Jessica shrugged. “They’re the Fates, and I think I should wait here. I honestly can’t imagine anyone else worse to cross.”
“Point taken,” Alex said. He knocked on the door, and when no one answered, he gave it a push and it swung open with little effort. “Hello?” he called out. “You guys home?”
No one replied, and Alex looked down at the note one last time.
P.S. Why are you knocking? We said we were out.
“Now that’s creepy,” Jessica said, reading over his shoulder.
“Let’s hope the creepiness stops there.”
Alex stepped through the doorway and once inside, made his way down a long, wide hall, whose sides were crammed with spindles of yarn of every size, make and color. At the other end was a door, much like the first, as it too was misshapen and easily opened, but instead of leading to the outside, this tattered door opened to a large, circular room.

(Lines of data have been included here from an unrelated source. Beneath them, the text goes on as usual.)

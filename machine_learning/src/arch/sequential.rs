use std::{cell::RefCell, rc::Rc};

use ndarray::{Array2, ArrayView2};
use rand::Rng;

use super::{Model, activations::ActFn, layers::Dense, loss::LossFn};
use crate::{
    MlErr, Result,
    initialization::{ChainedParamGen, ParamGen, RandParamGen},
};

/// A sequential model: information flows forward when computing an output and backward when
/// computing the *deltas* of its layers.
///
/// The parameters of every layer live back to back in a single flat buffer, in layer order.
#[derive(Clone, Debug)]
pub struct Sequential {
    layers: Vec<Dense>,
}

impl Sequential {
    /// Creates a new `Sequential`.
    ///
    /// # Arguments
    /// * `layers` - The layers the sequential is composed of.
    ///
    /// # Returns
    /// A new `Sequential` instance.
    pub fn new<I>(layers: I) -> Self
    where
        I: IntoIterator<Item = Dense>,
    {
        Self {
            layers: layers.into_iter().collect(),
        }
    }

    /// Creates the two layer classifier: `Dense(in_features → hidden) → ReLU → Dense(hidden →
    /// num_classes)`, outputting logits.
    pub fn classifier(in_features: usize, hidden: usize, num_classes: usize) -> Self {
        Self::new([
            Dense::new((in_features, hidden), Some(ActFn::relu())),
            Dense::new((hidden, num_classes), None),
        ])
    }

    pub fn layers(&self) -> &[Dense] {
        &self.layers
    }

    /// Returns the width of the input this model expects.
    pub fn in_features(&self) -> usize {
        self.layers.first().map_or(0, |layer| layer.dim().0)
    }

    /// Returns the width of the output of this model.
    pub fn out_features(&self) -> usize {
        self.layers.last().map_or(0, |layer| layer.dim().1)
    }

    /// Samples a fresh set of parameters for this model.
    ///
    /// Every weight and bias of a layer is drawn from `U(-1/sqrt(fan_in), 1/sqrt(fan_in))`, layer
    /// by layer and weights before biases, so a seeded `rng` always yields the same parameters.
    ///
    /// # Arguments
    /// * `rng` - The random number generator to draw from.
    ///
    /// # Returns
    /// The flat parameter buffer or an error if a layer has no inputs.
    pub fn init_params<R: Rng + 'static>(&self, rng: Rc<RefCell<R>>) -> Result<Vec<f32>> {
        let mut param_gens: Vec<Box<dyn ParamGen>> = Vec::with_capacity(2 * self.layers.len());

        for layer in &self.layers {
            let (n, m) = layer.dim();
            param_gens.push(Box::new(RandParamGen::linear_default(rng.clone(), n * m, n)?));
            param_gens.push(Box::new(RandParamGen::linear_default(rng.clone(), m, n)?));
        }

        let size = self.size();
        ChainedParamGen::new(param_gens)
            .take_exact(size)
            .ok_or(MlErr::SizeMismatch {
                what: "initial parameters",
                got: 0,
                expected: size,
            })
    }

    fn check_len(&self, what: &'static str, got: usize) -> Result<()> {
        let expected = self.size();
        if got != expected {
            return Err(MlErr::SizeMismatch {
                what,
                got,
                expected,
            });
        }

        Ok(())
    }
}

impl Model for Sequential {
    fn size(&self) -> usize {
        self.layers.iter().map(|layer| layer.size()).sum()
    }

    fn forward(&mut self, params: &[f32], x: ArrayView2<f32>) -> Result<Array2<f32>> {
        self.check_len("model parameters", params.len())?;

        let mut rest = params;
        let mut a = x.to_owned();

        for layer in self.layers.iter_mut() {
            let (layer_params, tail) = rest.split_at(layer.size());
            a = layer.forward(layer_params, a.view())?;
            rest = tail;
        }

        Ok(a)
    }

    fn infer(&self, params: &[f32], x: ArrayView2<f32>) -> Result<Array2<f32>> {
        self.check_len("model parameters", params.len())?;

        let mut rest = params;
        let mut a = x.to_owned();

        for layer in &self.layers {
            let (layer_params, tail) = rest.split_at(layer.size());
            a = layer.infer(layer_params, a.view())?;
            rest = tail;
        }

        Ok(a)
    }

    fn backprop<L: LossFn>(
        &mut self,
        params: &[f32],
        grad: &mut [f32],
        loss_fn: &L,
        x: ArrayView2<f32>,
        y: ArrayView2<f32>,
    ) -> Result<f32> {
        self.check_len("model gradient", grad.len())?;

        let y_pred = self.forward(params, x)?;
        if y_pred.dim() != y.dim() {
            return Err(MlErr::SizeMismatch {
                what: "targets",
                got: y.len(),
                expected: y_pred.len(),
            });
        }

        let loss = loss_fn.loss(y_pred.view(), y);
        let mut d = loss_fn.loss_prime(y_pred.view(), y);

        let mut end = params.len();
        for layer in self.layers.iter().rev() {
            let start = end - layer.size();
            d = layer.backward(&params[start..end], &mut grad[start..end], d)?;
            end = start;
        }

        Ok(loss)
    }
}

#[cfg(test)]
mod tests {
    use super::*;
    use crate::arch::loss::CrossEntropy;
    use ndarray::array;
    use rand::{SeedableRng, rngs::StdRng};

    fn seeded(seed: u64) -> Rc<RefCell<StdRng>> {
        Rc::new(RefCell::new(StdRng::seed_from_u64(seed)))
    }

    #[test]
    fn classifier_has_expected_shape() {
        let model = Sequential::classifier(13, 32, 6);

        assert_eq!(model.size(), 32 * 13 + 32 + 6 * 32 + 6);
        assert_eq!(model.in_features(), 13);
        assert_eq!(model.out_features(), 6);
    }

    #[test]
    fn init_params_is_deterministic_and_bounded() {
        let model = Sequential::classifier(4, 8, 3);

        let a = model.init_params(seeded(0)).unwrap();
        let b = model.init_params(seeded(0)).unwrap();
        let c = model.init_params(seeded(1)).unwrap();

        assert_eq!(a.len(), model.size());
        assert_eq!(a, b);
        assert_ne!(a, c);

        // The first layer has fan-in 4, the second 8.
        let (first, second) = a.split_at(model.layers()[0].size());
        assert!(first.iter().all(|p| p.abs() <= 0.5));
        assert!(second.iter().all(|p| p.abs() <= 1. / 8f32.sqrt()));
    }

    #[test]
    fn infer_outputs_one_row_per_sample() {
        let model = Sequential::classifier(2, 4, 3);
        let params = model.init_params(seeded(3)).unwrap();
        let x = array![[0.1, 0.2], [0.3, 0.4], [0.5, 0.6]];

        let logits = model.infer(&params, x.view()).unwrap();

        assert_eq!(logits.dim(), (3, 3));
    }

    #[test]
    fn rejects_parameter_buffer_of_wrong_size() {
        let model = Sequential::classifier(2, 4, 3);
        let x = array![[0.1, 0.2]];

        assert!(model.infer(&[0.; 3], x.view()).is_err());
    }

    fn assert_grad_matches(
        mut model: Sequential,
        params: Vec<f32>,
        x: Array2<f32>,
        y: Array2<f32>,
    ) {
        let loss_fn = CrossEntropy::new();

        let mut grad = vec![0.; model.size()];
        model
            .backprop(&params, &mut grad, &loss_fn, x.view(), y.view())
            .unwrap();

        let loss_at = |params: &[f32]| {
            let logits = model.infer(params, x.view()).unwrap();
            loss_fn.loss(logits.view(), y.view())
        };

        let eps = 1e-3;
        for (i, &g) in grad.iter().enumerate() {
            let mut plus = params.clone();
            plus[i] += eps;
            let mut minus = params.clone();
            minus[i] -= eps;

            let numeric = (loss_at(&plus) - loss_at(&minus)) / (2. * eps);
            assert!((numeric - g).abs() < 1e-3, "param {i}: {numeric} vs {g}");
        }
    }

    #[test]
    fn backprop_matches_finite_differences() {
        let model = Sequential::new([Dense::new((3, 5), None), Dense::new((5, 2), None)]);
        let params = model.init_params(seeded(11)).unwrap();
        let x = array![[0.5, -1.2, 0.3], [1.5, 0.2, -0.7], [-0.3, 0.8, 0.9]];
        let y = array![[1., 0.], [0., 1.], [0., 1.]];

        assert_grad_matches(model, params, x, y);
    }

    #[test]
    fn backprop_through_relu_matches_finite_differences() {
        let model = Sequential::classifier(2, 2, 2);
        // Hidden pre-activations are [0.7, 0.2] and [1.5, -0.5], away from the kink.
        let params = vec![
            1., 0., 0., -1., 0.5, 0.5, // first layer
            0.3, -0.2, 0.1, 0.4, 0., 0.1, // second layer
        ];
        let x = array![[0.2, 0.3], [1., 1.]];
        let y = array![[0., 1.], [1., 0.]];

        assert_grad_matches(model, params, x, y);
    }

    #[test]
    fn backprop_rejects_mismatched_targets() {
        let mut model = Sequential::classifier(2, 4, 3);
        let params = model.init_params(seeded(0)).unwrap();
        let mut grad = vec![0.; model.size()];
        let x = array![[0.1, 0.2]];
        let y = array![[1., 0.]];

        let result = model.backprop(&params, &mut grad, &CrossEntropy::new(), x.view(), y.view());

        assert!(matches!(result, Err(MlErr::SizeMismatch { what: "targets", .. })));
    }
}
use ndarray::{Array2, ArrayView2};

use crate::{Result, arch::loss::LossFn};

pub trait Model {
    /// Returns the amount of parameters in the model.
    fn size(&self) -> usize;

    /// Makes a forward pass, keeping the metadata needed by `backprop`.
    fn forward(&mut self, params: &[f32], x: ArrayView2<f32>) -> Result<Array2<f32>>;

    /// Makes a forward pass without mutating the model.
    fn infer(&self, params: &[f32], x: ArrayView2<f32>) -> Result<Array2<f32>>;

    /// Computes the gradient of the loss function with respect to the parameters of the model over
    /// the whole given batch. The gradient is **added** onto `grad`, `params` is left untouched.
    ///
    /// # Arguments
    /// * `params` - The model's parameters.
    /// * `grad` - A buffer, the same size as `params`, accumulating the gradient.
    /// * `loss_fn` - The loss function.
    /// * `x` - The input samples, one per row.
    /// * `y` - The expected outputs, one per row.
    ///
    /// # Returns
    /// The loss of the batch.
    fn backprop<L: LossFn>(
        &mut self,
        params: &[f32],
        grad: &mut [f32],
        loss_fn: &L,
        x: ArrayView2<f32>,
        y: ArrayView2<f32>,
    ) -> Result<f32>;
}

Inside was a tapestry that looked like it could have been the napkin of the Titans’ big brother. It was easily thirty feet across and twice as tall. It hung from a domed, mosaic ceiling, open at the top, and the tapestry’s frayed, unfinished end was about four feet from the floor. The pattern itself, full of color and repetition on countless levels and scales, looked like a fractal from the Mandelbrot set. The more Alex looked at it, the more he was drawn in, and the more he was drawn in, the greater the urge to reach out and touch it grew. It grew, that is, until a hand grabbed his own.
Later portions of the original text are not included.